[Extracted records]

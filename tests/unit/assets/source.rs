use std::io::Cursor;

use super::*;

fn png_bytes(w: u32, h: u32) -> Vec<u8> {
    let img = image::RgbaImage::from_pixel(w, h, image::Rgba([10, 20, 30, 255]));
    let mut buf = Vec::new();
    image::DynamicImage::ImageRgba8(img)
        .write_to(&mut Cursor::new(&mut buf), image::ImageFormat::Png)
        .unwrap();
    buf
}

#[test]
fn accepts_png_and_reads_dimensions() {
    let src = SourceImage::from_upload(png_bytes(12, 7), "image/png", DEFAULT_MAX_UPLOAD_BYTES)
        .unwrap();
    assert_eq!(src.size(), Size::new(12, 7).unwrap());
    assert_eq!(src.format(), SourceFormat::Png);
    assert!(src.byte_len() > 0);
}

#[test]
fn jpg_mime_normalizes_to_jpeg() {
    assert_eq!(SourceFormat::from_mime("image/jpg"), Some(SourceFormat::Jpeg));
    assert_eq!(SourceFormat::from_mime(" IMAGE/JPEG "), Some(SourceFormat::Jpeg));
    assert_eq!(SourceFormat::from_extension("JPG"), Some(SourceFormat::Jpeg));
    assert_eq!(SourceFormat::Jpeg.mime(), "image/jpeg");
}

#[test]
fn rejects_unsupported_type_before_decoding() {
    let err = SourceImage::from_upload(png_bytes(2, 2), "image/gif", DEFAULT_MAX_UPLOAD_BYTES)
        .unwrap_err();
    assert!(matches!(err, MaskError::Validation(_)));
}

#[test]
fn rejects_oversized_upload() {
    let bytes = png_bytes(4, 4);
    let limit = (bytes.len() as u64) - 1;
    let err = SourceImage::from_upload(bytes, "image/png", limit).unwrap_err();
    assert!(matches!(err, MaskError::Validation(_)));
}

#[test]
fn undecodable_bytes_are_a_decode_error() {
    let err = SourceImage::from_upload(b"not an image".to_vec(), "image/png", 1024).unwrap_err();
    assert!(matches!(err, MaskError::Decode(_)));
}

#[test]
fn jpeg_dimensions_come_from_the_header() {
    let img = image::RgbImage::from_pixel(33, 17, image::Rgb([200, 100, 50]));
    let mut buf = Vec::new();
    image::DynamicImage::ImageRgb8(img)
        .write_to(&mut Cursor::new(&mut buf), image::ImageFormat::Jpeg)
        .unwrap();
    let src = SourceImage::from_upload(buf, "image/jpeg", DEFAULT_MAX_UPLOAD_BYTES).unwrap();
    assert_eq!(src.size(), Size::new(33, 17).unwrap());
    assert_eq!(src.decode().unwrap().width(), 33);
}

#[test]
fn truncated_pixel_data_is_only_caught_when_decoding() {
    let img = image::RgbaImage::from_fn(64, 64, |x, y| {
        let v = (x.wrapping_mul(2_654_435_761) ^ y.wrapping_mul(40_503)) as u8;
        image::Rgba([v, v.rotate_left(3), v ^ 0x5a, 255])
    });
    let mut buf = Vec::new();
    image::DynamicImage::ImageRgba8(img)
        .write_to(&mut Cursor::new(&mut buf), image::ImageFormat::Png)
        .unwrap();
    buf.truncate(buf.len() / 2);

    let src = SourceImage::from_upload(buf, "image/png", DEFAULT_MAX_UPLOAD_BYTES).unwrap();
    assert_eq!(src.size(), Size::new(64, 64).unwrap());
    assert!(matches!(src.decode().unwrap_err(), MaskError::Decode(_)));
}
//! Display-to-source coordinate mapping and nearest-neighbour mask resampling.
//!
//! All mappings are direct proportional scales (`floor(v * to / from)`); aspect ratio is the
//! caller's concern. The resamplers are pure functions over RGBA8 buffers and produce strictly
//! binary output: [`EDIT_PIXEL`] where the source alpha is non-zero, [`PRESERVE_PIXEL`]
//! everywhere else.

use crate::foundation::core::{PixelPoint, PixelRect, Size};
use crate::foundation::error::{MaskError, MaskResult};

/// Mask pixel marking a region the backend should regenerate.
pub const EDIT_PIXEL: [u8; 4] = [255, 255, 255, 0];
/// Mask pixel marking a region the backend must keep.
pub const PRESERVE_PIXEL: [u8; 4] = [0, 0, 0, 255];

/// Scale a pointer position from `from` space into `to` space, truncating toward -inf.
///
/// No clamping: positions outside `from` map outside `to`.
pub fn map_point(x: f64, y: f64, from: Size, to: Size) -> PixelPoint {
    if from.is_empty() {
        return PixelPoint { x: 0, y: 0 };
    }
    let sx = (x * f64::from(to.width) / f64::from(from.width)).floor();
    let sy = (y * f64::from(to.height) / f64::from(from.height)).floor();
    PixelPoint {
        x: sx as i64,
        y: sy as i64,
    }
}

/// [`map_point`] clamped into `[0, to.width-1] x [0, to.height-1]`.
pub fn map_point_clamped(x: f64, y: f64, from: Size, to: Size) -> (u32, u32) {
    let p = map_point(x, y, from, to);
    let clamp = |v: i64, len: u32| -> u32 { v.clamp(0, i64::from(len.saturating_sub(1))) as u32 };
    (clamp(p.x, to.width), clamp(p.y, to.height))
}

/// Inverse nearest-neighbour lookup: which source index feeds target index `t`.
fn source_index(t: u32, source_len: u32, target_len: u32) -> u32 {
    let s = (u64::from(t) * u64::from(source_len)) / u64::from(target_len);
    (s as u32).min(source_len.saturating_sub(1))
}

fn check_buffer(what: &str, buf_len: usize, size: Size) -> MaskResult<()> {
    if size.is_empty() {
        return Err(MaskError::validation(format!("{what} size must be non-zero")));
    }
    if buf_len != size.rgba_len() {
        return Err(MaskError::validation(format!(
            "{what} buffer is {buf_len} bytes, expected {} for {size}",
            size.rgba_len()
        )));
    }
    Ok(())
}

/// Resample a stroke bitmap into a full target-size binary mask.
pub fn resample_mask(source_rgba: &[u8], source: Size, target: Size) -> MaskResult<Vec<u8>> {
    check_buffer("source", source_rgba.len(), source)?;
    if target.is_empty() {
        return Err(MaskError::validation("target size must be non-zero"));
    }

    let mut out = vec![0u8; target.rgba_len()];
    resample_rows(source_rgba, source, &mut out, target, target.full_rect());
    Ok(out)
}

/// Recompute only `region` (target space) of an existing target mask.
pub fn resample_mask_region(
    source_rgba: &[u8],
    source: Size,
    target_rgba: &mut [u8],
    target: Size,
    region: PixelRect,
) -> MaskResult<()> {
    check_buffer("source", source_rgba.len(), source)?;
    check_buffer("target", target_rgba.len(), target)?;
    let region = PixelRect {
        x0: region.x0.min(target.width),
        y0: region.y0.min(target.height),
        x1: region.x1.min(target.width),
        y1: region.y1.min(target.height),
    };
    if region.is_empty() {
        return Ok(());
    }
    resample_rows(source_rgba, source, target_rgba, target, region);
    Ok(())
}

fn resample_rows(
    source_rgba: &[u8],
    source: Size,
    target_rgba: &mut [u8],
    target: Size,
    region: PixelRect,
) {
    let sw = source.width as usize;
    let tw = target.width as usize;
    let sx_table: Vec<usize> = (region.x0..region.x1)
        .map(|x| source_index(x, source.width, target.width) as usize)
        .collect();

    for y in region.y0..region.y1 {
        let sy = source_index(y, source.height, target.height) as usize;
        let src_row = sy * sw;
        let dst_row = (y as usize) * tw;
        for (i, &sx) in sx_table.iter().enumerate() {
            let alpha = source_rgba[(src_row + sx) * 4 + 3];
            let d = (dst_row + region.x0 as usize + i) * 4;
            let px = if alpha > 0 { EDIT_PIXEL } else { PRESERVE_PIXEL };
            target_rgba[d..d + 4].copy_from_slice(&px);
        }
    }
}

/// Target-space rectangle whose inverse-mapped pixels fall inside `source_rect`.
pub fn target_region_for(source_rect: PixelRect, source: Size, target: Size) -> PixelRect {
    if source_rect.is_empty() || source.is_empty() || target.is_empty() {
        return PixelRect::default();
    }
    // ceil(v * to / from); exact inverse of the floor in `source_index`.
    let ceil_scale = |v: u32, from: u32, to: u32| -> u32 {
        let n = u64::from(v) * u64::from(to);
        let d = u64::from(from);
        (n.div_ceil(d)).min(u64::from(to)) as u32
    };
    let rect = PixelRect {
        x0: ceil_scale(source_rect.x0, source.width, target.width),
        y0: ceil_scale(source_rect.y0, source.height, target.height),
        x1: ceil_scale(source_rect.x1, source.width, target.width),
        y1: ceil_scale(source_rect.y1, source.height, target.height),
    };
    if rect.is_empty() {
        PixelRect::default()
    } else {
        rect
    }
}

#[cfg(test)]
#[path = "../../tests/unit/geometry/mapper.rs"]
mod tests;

What you are asked to do: Throughout the data above, find each line that includes the string "Some"; state only how many there are.

Problem solution: 3